Ampera-Kunden bekommen dafür auf Wunsch aber drei bis fünf Prozent auf den Strompreis (das hat Opel mit einigen Ökostrom-Anbietern ausgehandelt) und eine intensive Beratung auch zu Hause. Selbst eine Servicehotline wird rund um die Uhr zur Verfügung stehen.
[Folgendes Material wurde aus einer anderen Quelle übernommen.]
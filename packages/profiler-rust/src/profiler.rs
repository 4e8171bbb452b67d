//! Invocation profiling: wraps a unit of work with admission control, timing,
//! and fault classification against a named statistics entry.
//!
//! The profiler drives the whole per-call protocol: fetch-or-create the named
//! entry, re-apply the descriptor's configuration, acquire admission, time the
//! wrapped future, and record the outcome. Exit bookkeeping (active gauge,
//! permit release, completion recording) lives in a drop guard, so it runs on
//! every path out of the call, including panics and cancellation of the
//! caller's future.

use std::error::Error as StdError;
use std::future::Future;
use std::sync::Arc;
use std::time::Instant;

use floodgate_core::fault::{FaultMatcher, ServiceUnavailable};

use crate::config::CallDescriptor;
use crate::gate::{Admission, AdmissionPermit};
use crate::registry::StatisticsRegistry;
use crate::statistics::ServiceStatistics;

// ---------------------------------------------------------------------------
// Profiler
// ---------------------------------------------------------------------------

/// Wraps units of work with per-name statistics and admission control.
///
/// The business/communication matcher lists are fixed at construction and
/// seed every statistics entry this profiler creates; entries can still be
/// re-taxonomized individually through their setters.
pub struct Profiler {
    registry: Arc<StatisticsRegistry>,
    business: Vec<FaultMatcher>,
    communication: Vec<FaultMatcher>,
}

impl Profiler {
    /// Profiler with empty fault taxonomies: every fault classifies as other.
    #[must_use]
    pub fn new(registry: Arc<StatisticsRegistry>) -> Self {
        Self::with_taxonomy(registry, Vec::new(), Vec::new())
    }

    /// Profiler with the given business and communication matcher lists.
    #[must_use]
    pub fn with_taxonomy(
        registry: Arc<StatisticsRegistry>,
        business: Vec<FaultMatcher>,
        communication: Vec<FaultMatcher>,
    ) -> Self {
        Self {
            registry,
            business,
            communication,
        }
    }

    /// Registry this profiler records into.
    #[must_use]
    pub fn registry(&self) -> &Arc<StatisticsRegistry> {
        &self.registry
    }

    /// Run `work` under the statistics entry named by `descriptor`.
    ///
    /// On admission denial the work is never started and a
    /// [`ServiceUnavailable`] error is returned (downcastable for backoff
    /// handling); the denial shows up in the entry's service-unavailable
    /// counter but not in its invocation count. Otherwise the work's own
    /// result is returned unchanged after recording.
    ///
    /// Descriptor configuration is re-applied on every call when it differs
    /// from the entry's current values, so when several call sites share one
    /// name with different descriptors, the last caller wins.
    ///
    /// # Errors
    ///
    /// Returns the work's error after classifying it, a [`ServiceUnavailable`]
    /// on admission denial, or a [`floodgate_core::naming::NameError`] when
    /// the descriptor's name is not a valid export identifier.
    pub async fn profile<T, F, Fut>(
        &self,
        descriptor: &CallDescriptor,
        work: F,
    ) -> anyhow::Result<T>
    where
        F: FnOnce() -> Fut,
        Fut: Future<Output = anyhow::Result<T>>,
    {
        let stats = self.registry.get_or_create(&descriptor.name, || {
            ServiceStatistics::new(
                descriptor.name.clone(),
                self.business.clone(),
                self.communication.clone(),
            )
        })?;
        apply_descriptor(&stats, descriptor);

        let permit = match stats.admit(descriptor.acquisition_max_wait).await {
            Admission::Denied { waited } => {
                let denial = ServiceUnavailable {
                    name: descriptor.name.clone(),
                    max_active: stats.max_active(),
                    waited,
                };
                stats.record_fault(&denial);
                tracing::warn!(
                    service = %descriptor.name,
                    waited_ms = u64::try_from(waited.as_millis()).unwrap_or(u64::MAX),
                    "admission denied"
                );
                return Err(denial.into());
            }
            Admission::Granted(permit) => Some(permit),
            Admission::Unbounded => None,
        };

        stats.record_enter();
        let started = Instant::now();
        let guard = InFlightGuard {
            stats: &stats,
            permit,
            started,
        };

        let result = work().await;
        drop(guard);

        let duration_ms = u64::try_from(started.elapsed().as_millis()).unwrap_or(u64::MAX);
        match &result {
            Ok(_) => {
                tracing::debug!(
                    service = %descriptor.name,
                    duration_ms,
                    outcome = "ok",
                    "invocation complete"
                );
            }
            Err(error) => {
                let fault: &(dyn StdError + 'static) = error.as_ref();
                let category = stats.record_fault(fault);
                tracing::debug!(
                    service = %descriptor.name,
                    duration_ms,
                    outcome = category.as_str(),
                    "invocation failed"
                );
            }
        }
        result
    }
}

/// Re-apply descriptor configuration, writing only what actually changed so
/// steady-state traffic never rebuilds the gate or touches config atomics.
fn apply_descriptor(stats: &ServiceStatistics, descriptor: &CallDescriptor) {
    if stats.slow_invocation_threshold() != descriptor.slow_invocation_threshold {
        stats.set_slow_invocation_threshold(descriptor.slow_invocation_threshold);
    }
    if stats.very_slow_invocation_threshold() != descriptor.very_slow_invocation_threshold {
        stats.set_very_slow_invocation_threshold(descriptor.very_slow_invocation_threshold);
    }
    if stats.acquisition_max_wait() != descriptor.acquisition_max_wait {
        stats.set_acquisition_max_wait(descriptor.acquisition_max_wait);
    }
    if stats.max_active() != descriptor.max_active {
        stats.set_max_active(descriptor.max_active);
    }
}

/// Exit bookkeeping for one in-flight invocation. Dropping the guard
/// decrements the active gauge, releases the admission permit, and records
/// the completion, in that order, no matter how the invocation ended.
struct InFlightGuard<'a> {
    stats: &'a ServiceStatistics,
    permit: Option<AdmissionPermit>,
    started: Instant,
}

impl Drop for InFlightGuard<'_> {
    fn drop(&mut self) {
        self.stats.record_exit();
        drop(self.permit.take());
        self.stats.record_completion(self.started.elapsed());
    }
}

// ---------------------------------------------------------------------------
// Tests
// ---------------------------------------------------------------------------
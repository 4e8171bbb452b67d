//! Profiling middleware for `tower` service stacks.
//!
//! Adapts the profiler to services: each request is resolved to a
//! [`CallDescriptor`] by a caller-supplied function, then the inner service's
//! future runs under the full profiling protocol (admission, timing, fault
//! classification). The resolver is the seam where declarative configuration
//! lives; the profiler itself only ever sees resolved scalars.

use std::future::Future;
use std::pin::Pin;
use std::sync::Arc;
use std::task::{Context, Poll};

use tower::{Layer, Service};

use crate::config::CallDescriptor;
use crate::profiler::Profiler;

/// Resolves the call descriptor for one request.
pub type DescriptorFn<Req> = Arc<dyn Fn(&Req) -> CallDescriptor + Send + Sync>;

// ---------------------------------------------------------------------------
// ProfileLayer
// ---------------------------------------------------------------------------

/// Tower layer that wraps services with invocation profiling.
pub struct ProfileLayer<Req> {
    profiler: Arc<Profiler>,
    resolve: DescriptorFn<Req>,
}

impl<Req> ProfileLayer<Req> {
    /// Create a layer recording through `profiler`, naming each request via
    /// `resolve`.
    pub fn new(
        profiler: Arc<Profiler>,
        resolve: impl Fn(&Req) -> CallDescriptor + Send + Sync + 'static,
    ) -> Self {
        Self {
            profiler,
            resolve: Arc::new(resolve),
        }
    }
}

impl<Req> Clone for ProfileLayer<Req> {
    fn clone(&self) -> Self {
        Self {
            profiler: self.profiler.clone(),
            resolve: self.resolve.clone(),
        }
    }
}

impl<S, Req> Layer<S> for ProfileLayer<Req> {
    type Service = ProfileService<S, Req>;

    fn layer(&self, inner: S) -> Self::Service {
        ProfileService {
            inner,
            profiler: self.profiler.clone(),
            resolve: self.resolve.clone(),
        }
    }
}

// ---------------------------------------------------------------------------
// ProfileService
// ---------------------------------------------------------------------------

/// Service wrapper that drives every call through the profiling protocol.
pub struct ProfileService<S, Req> {
    inner: S,
    profiler: Arc<Profiler>,
    resolve: DescriptorFn<Req>,
}

impl<S: Clone, Req> Clone for ProfileService<S, Req> {
    fn clone(&self) -> Self {
        Self {
            inner: self.inner.clone(),
            profiler: self.profiler.clone(),
            resolve: self.resolve.clone(),
        }
    }
}

impl<S, Req> Service<Req> for ProfileService<S, Req>
where
    S: Service<Req, Error = anyhow::Error> + Send,
    S::Future: Send + 'static,
    S::Response: Send + 'static,
{
    type Response = S::Response;
    type Error = anyhow::Error;
    type Future = Pin<Box<dyn Future<Output = Result<S::Response, anyhow::Error>> + Send>>;

    fn poll_ready(&mut self, cx: &mut Context<'_>) -> Poll<Result<(), Self::Error>> {
        self.inner.poll_ready(cx)
    }

    fn call(&mut self, req: Req) -> Self::Future {
        let descriptor = (self.resolve)(&req);
        // The inner future is created eagerly but does no work until the
        // profiler polls it, after admission.
        let fut = self.inner.call(req);
        let profiler = self.profiler.clone();
        Box::pin(async move { profiler.profile(&descriptor, move || fut).await })
    }
}

// ---------------------------------------------------------------------------
// Tests
// ---------------------------------------------------------------------------
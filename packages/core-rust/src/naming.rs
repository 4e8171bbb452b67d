//! Operation naming: derivation of statistics names from type paths, and
//! validation against the export namespace grammar.
//!
//! Statistics names end up as keys in external metrics backends, so a small
//! set of characters is reserved (separators and wildcards of common metric
//! namespaces). Derived names therefore join segments with `.` rather than
//! the Rust path separator. Validation happens once, when a statistics entry
//! is created.

use std::sync::OnceLock;

use regex::Regex;

// ---------------------------------------------------------------------------
// NameStyle
// ---------------------------------------------------------------------------

/// Rendering style for names derived from a Rust type path.
#[derive(Debug, Clone, Copy, PartialEq, Eq)]
pub enum NameStyle {
    /// Only the final type segment: `Widget.refresh`.
    ShortName,
    /// Every path segment: `floodgate_core.naming.Widget.refresh`.
    FullyQualifiedName,
    /// Module segments reduced to their first character:
    /// `f.n.Widget.refresh`.
    CompactFullyQualifiedName,
}

/// Derive an operation name from a `::`-separated type path and a method name.
///
/// Segments are joined with `.` so the result is a valid statistics name.
/// The last segment of `type_path` is treated as the type and is never
/// abbreviated; the compact style shortens every module segment before it.
#[must_use]
pub fn qualified_operation_name(type_path: &str, method: &str, style: NameStyle) -> String {
    let segments: Vec<&str> = type_path.split("::").collect();
    match style {
        NameStyle::ShortName => {
            let type_name = segments.last().copied().unwrap_or(type_path);
            format!("{type_name}.{method}")
        }
        NameStyle::FullyQualifiedName => format!("{}.{method}", segments.join(".")),
        NameStyle::CompactFullyQualifiedName => {
            let mut compact = String::with_capacity(type_path.len() + method.len() + 2);
            let last = segments.len().saturating_sub(1);
            for (index, segment) in segments.iter().enumerate() {
                if index < last {
                    if let Some(initial) = segment.chars().next() {
                        compact.push(initial);
                    }
                } else {
                    compact.push_str(segment);
                }
                compact.push('.');
            }
            compact.push_str(method);
            compact
        }
    }
}

// ---------------------------------------------------------------------------
// Name validation
// ---------------------------------------------------------------------------

/// Error raised when a statistics name cannot be used as an export identifier.
#[derive(Debug, Clone, PartialEq, Eq, thiserror::Error)]
pub enum NameError {
    /// The name is empty.
    #[error("statistics name is empty")]
    Empty,
    /// The name contains a character reserved by the export namespace.
    #[error("statistics name {name:?} contains reserved character {found:?}")]
    ReservedCharacter {
        /// The offending name.
        name: String,
        /// The first reserved character found.
        found: char,
    },
}

fn reserved_characters() -> &'static Regex {
    static RESERVED: OnceLock<Regex> = OnceLock::new();
    RESERVED.get_or_init(|| {
        Regex::new("[:,=*?\"]|[[:cntrl:]]").expect("reserved-character pattern is valid")
    })
}

/// Validate a statistics name for use as an export identifier.
///
/// # Errors
///
/// Returns [`NameError::Empty`] for the empty string and
/// [`NameError::ReservedCharacter`] when the name contains one of
/// `: , = * ? "` or a control character.
pub fn validate_statistics_name(name: &str) -> Result<(), NameError> {
    if name.is_empty() {
        return Err(NameError::Empty);
    }
    if let Some(found) = reserved_characters().find(name) {
        return Err(NameError::ReservedCharacter {
            name: name.to_string(),
            found: found.as_str().chars().next().unwrap_or('\0'),
        });
    }
    Ok(())
}

// ---------------------------------------------------------------------------
// Tests
// ---------------------------------------------------------------------------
Das größte Problem dürfte darin bestehen, überhaupt einen Ampera zu bekommen. "Deutlich mehr als 5000 Reservierungen" liegen Opel nach eigenen Angaben bereits vor - weswegen die Jahresplanung von 8000 Stück bereits nach oben korrigiert wurde. Schon jetzt kommt die Opel-Mutter General Motors mit der Produktion nicht nach: Für den deutschen Markt sind deswegen bis Ende 2012 gerade mal 3000 Stück vorgesehen.

Dass der Ampera in den Niederlanden vorgestellt wurde, hat natürlich auch seinen Grund: Einige europäische Staaten reden nicht nur vom Klimawandel und der dringend notwendigen Energiewende, sie fördern ihn auch aktiv - Holland zum Beispiel mit 7000 Euro pro Auto, Frankreich immerhin mit 5000 Euro. Deutschland: null Euro.

Der Ampera kann ab sofort bestellt werden und wird vom kommenden Herbst an ausgeliefert. Opels Garantieversprechen: 160.000 Kilometer oder acht Jahre - inclusive Batterie! Auch das zeugt von Selbstvertrauen bei Opel - trotz aller Spekulationen.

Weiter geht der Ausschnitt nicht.